Formation of the Santa Lucia Cooperative

Santa Lucía was originally formed as an agricultural cooperative in the 1970s, with the objective of providing cultivable lands to a group of twenty landless local campesino families. For many years the members struggled to earn a meager living from activities such as cattle-raising and cultivation of naranjilla (a local fruit) and other crops.

But gradually the realization grew that the cloud forests of Santa Lucía were more valuable for their natural assets including beautiful vistas and waterfalls, and a wide diversity of animals, birds, and plants.

In the late 1980s, Santa Lucía’s lands were officially declared part of a Protected Forest, and the focus of the group began to shift from cattle-raising and crops to conservation and sustainable development.

Fortunately, in part due to the relative remoteness of their lands, Santa Lucía still retained over 80% of its original, primary montane cloud forest, with all its diversity of plants and wildlife.
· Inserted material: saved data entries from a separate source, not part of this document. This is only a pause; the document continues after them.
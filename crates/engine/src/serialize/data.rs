//! Survey data and question data serializers
//!
//! Both apply [`FieldReshaper`] to a stored record. They differ in where the
//! record's association comes from (owning survey from the path, question
//! name from the query) and in how the detail link is built.

use super::context::RequestContext;
use super::reshape::{FieldReshaper, ValidatedRecord, URL_KEY};
use super::routes::{encode_name, Routes};
use crate::config::SurveyConfig;
use crate::records::RecordAccess;
use crate::registry::TypeRegistry;
use survey_concurrency::TransactionContext;
use survey_core::{
    EntityRef, JsonMap, QuestionRecord, RecordId, RecordType, SurveyError, SurveyResult,
    TypedRecord,
};

/// Apply a validated payload to an existing blob and type.
///
/// Full updates replace both; partial updates merge the blob and keep the
/// stored type unless a new one was supplied.
fn apply_update(
    record_type: &mut String,
    data: &mut survey_core::DataBlob,
    validated: ValidatedRecord,
    partial: bool,
) {
    if let Some(rt) = validated.record_type {
        *record_type = rt.name;
    }
    if partial {
        data.merge(validated.data);
    } else {
        *data = validated.data;
    }
}

fn required_type(validated: &ValidatedRecord) -> SurveyResult<RecordType> {
    validated
        .record_type
        .clone()
        .ok_or_else(|| SurveyError::invalid_field("type", "This field is required."))
}

// =============================================================================
// Survey data
// =============================================================================

/// Typed records nested under a survey
pub struct SurveyDataSerializer<'a> {
    reshaper: FieldReshaper<'a>,
    routes: &'a dyn Routes,
    control_type: &'a str,
}

impl<'a> SurveyDataSerializer<'a> {
    pub fn new(config: &'a SurveyConfig, routes: &'a dyn Routes) -> Self {
        Self {
            reshaper: FieldReshaper::from_config(config),
            routes,
            control_type: &config.control_type,
        }
    }

    /// Control records are owned by the survey's `control` mapping
    fn reject_control(&self, record_type: &str) -> SurveyResult<()> {
        if record_type == self.control_type {
            return Err(SurveyError::invalid_field(
                "type",
                format!("Records of type={} are managed through the survey control.", record_type),
            ));
        }
        Ok(())
    }

    /// Fetch a record of the survey named by `ctx`.
    ///
    /// A record that exists but belongs to another survey is not found.
    pub fn fetch(
        &self,
        txn: &TransactionContext,
        ctx: &RequestContext,
        id: RecordId,
    ) -> SurveyResult<TypedRecord> {
        let survey = ctx.survey_id()?;
        txn.survey(survey)?;
        match txn.survey_data(id) {
            Ok(record) if record.survey == survey => Ok(record),
            Ok(_) => Err(SurveyError::not_found(EntityRef::survey_data(Some(survey), id))),
            Err(e) if e.is_lookup() => {
                Err(SurveyError::not_found(EntityRef::survey_data(Some(survey), id)))
            }
            Err(e) => Err(e),
        }
    }

    /// Fold, validate and stage a new record under the context survey
    pub fn create(
        &self,
        txn: &mut TransactionContext,
        ctx: &RequestContext,
        payload: serde_json::Value,
    ) -> SurveyResult<TypedRecord> {
        let survey = ctx.survey_id()?;
        txn.survey(survey)?;
        let registry = TypeRegistry::load(txn)?;
        let validated = self.reshaper.to_internal(payload, &registry, false)?;
        let record_type = required_type(&validated)?;
        self.reject_control(&record_type.name)?;
        Ok(txn.insert_survey_data(survey, &record_type.name, validated.data))
    }

    /// Full (`partial = false`) or partial update of a record
    pub fn update(
        &self,
        txn: &mut TransactionContext,
        ctx: &RequestContext,
        id: RecordId,
        payload: serde_json::Value,
        partial: bool,
    ) -> SurveyResult<TypedRecord> {
        let mut record = self.fetch(txn, ctx, id)?;
        self.reject_control(&record.record_type)?;
        let registry = TypeRegistry::load(txn)?;
        let validated = self.reshaper.to_internal(payload, &registry, partial)?;
        apply_update(&mut record.record_type, &mut record.data, validated, partial);
        self.reject_control(&record.record_type)?;
        txn.save_survey_data(record.clone());
        Ok(record)
    }

    /// `type`, `_id`, the declared fields and `_url`
    pub fn to_representation(
        &self,
        registry: &TypeRegistry,
        record: &TypedRecord,
    ) -> SurveyResult<JsonMap> {
        let record_type = registry.resolve(&record.record_type)?;
        let mut out = self.reshaper.expand(record_type, record.id, &record.data);
        out.insert(
            URL_KEY.to_string(),
            self.routes
                .survey_data_detail(record.survey, record.id)
                .into(),
        );
        Ok(out)
    }
}

// =============================================================================
// Question data
// =============================================================================

/// Question metadata records scoped by name
pub struct QuestionDataSerializer<'a> {
    reshaper: FieldReshaper<'a>,
    routes: &'a dyn Routes,
}

impl<'a> QuestionDataSerializer<'a> {
    pub fn new(config: &'a SurveyConfig, routes: &'a dyn Routes) -> Self {
        Self {
            reshaper: FieldReshaper::from_config(config),
            routes,
        }
    }

    /// Fold, validate and stage a new record named by the `name` query parameter
    pub fn create(
        &self,
        txn: &mut TransactionContext,
        ctx: &RequestContext,
        payload: serde_json::Value,
    ) -> SurveyResult<QuestionRecord> {
        let registry = TypeRegistry::load(txn)?;
        let validated = self.reshaper.to_internal(payload, &registry, false)?;
        let record_type = required_type(&validated)?;
        Ok(txn.insert_question_data(ctx.question_name(), &record_type.name, validated.data))
    }

    /// Full or partial update; the name changes only when the query carries one
    pub fn update(
        &self,
        txn: &mut TransactionContext,
        ctx: &RequestContext,
        id: RecordId,
        payload: serde_json::Value,
        partial: bool,
    ) -> SurveyResult<QuestionRecord> {
        let mut record = txn.question_data(id)?;
        let registry = TypeRegistry::load(txn)?;
        let validated = self.reshaper.to_internal(payload, &registry, partial)?;
        apply_update(&mut record.record_type, &mut record.data, validated, partial);
        if let Some(name) = ctx.query_param(super::context::NAME_PARAM) {
            record.name = name.to_string();
        }
        txn.save_question_data(record.clone());
        Ok(record)
    }

    /// `type`, `_id`, the declared fields and `_url` (with `?name=` when named)
    pub fn to_representation(
        &self,
        registry: &TypeRegistry,
        record: &QuestionRecord,
    ) -> SurveyResult<JsonMap> {
        let record_type = registry.resolve(&record.record_type)?;
        let mut out = self.reshaper.expand(record_type, record.id, &record.data);
        out.insert(URL_KEY.to_string(), self.detail_url(record).into());
        Ok(out)
    }

    fn detail_url(&self, record: &QuestionRecord) -> String {
        let url = self.routes.question_data_detail(record.id);
        if record.name.is_empty() {
            url
        } else {
            format!("{}?name={}", url, encode_name(&record.name))
        }
    }
}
With the help of volunteers and an IUCN-funded project written by Peace Corps volunteer Russ Parsons, Santa Lucía began the first steps towards developing a conservation plan and their first sustainable development project – a community ecotourism operation.

Katrina Huntley is a professional freelance journalist from Leeds who loves Marmite, mayonnaise, and having a good laugh – preferably while traveling.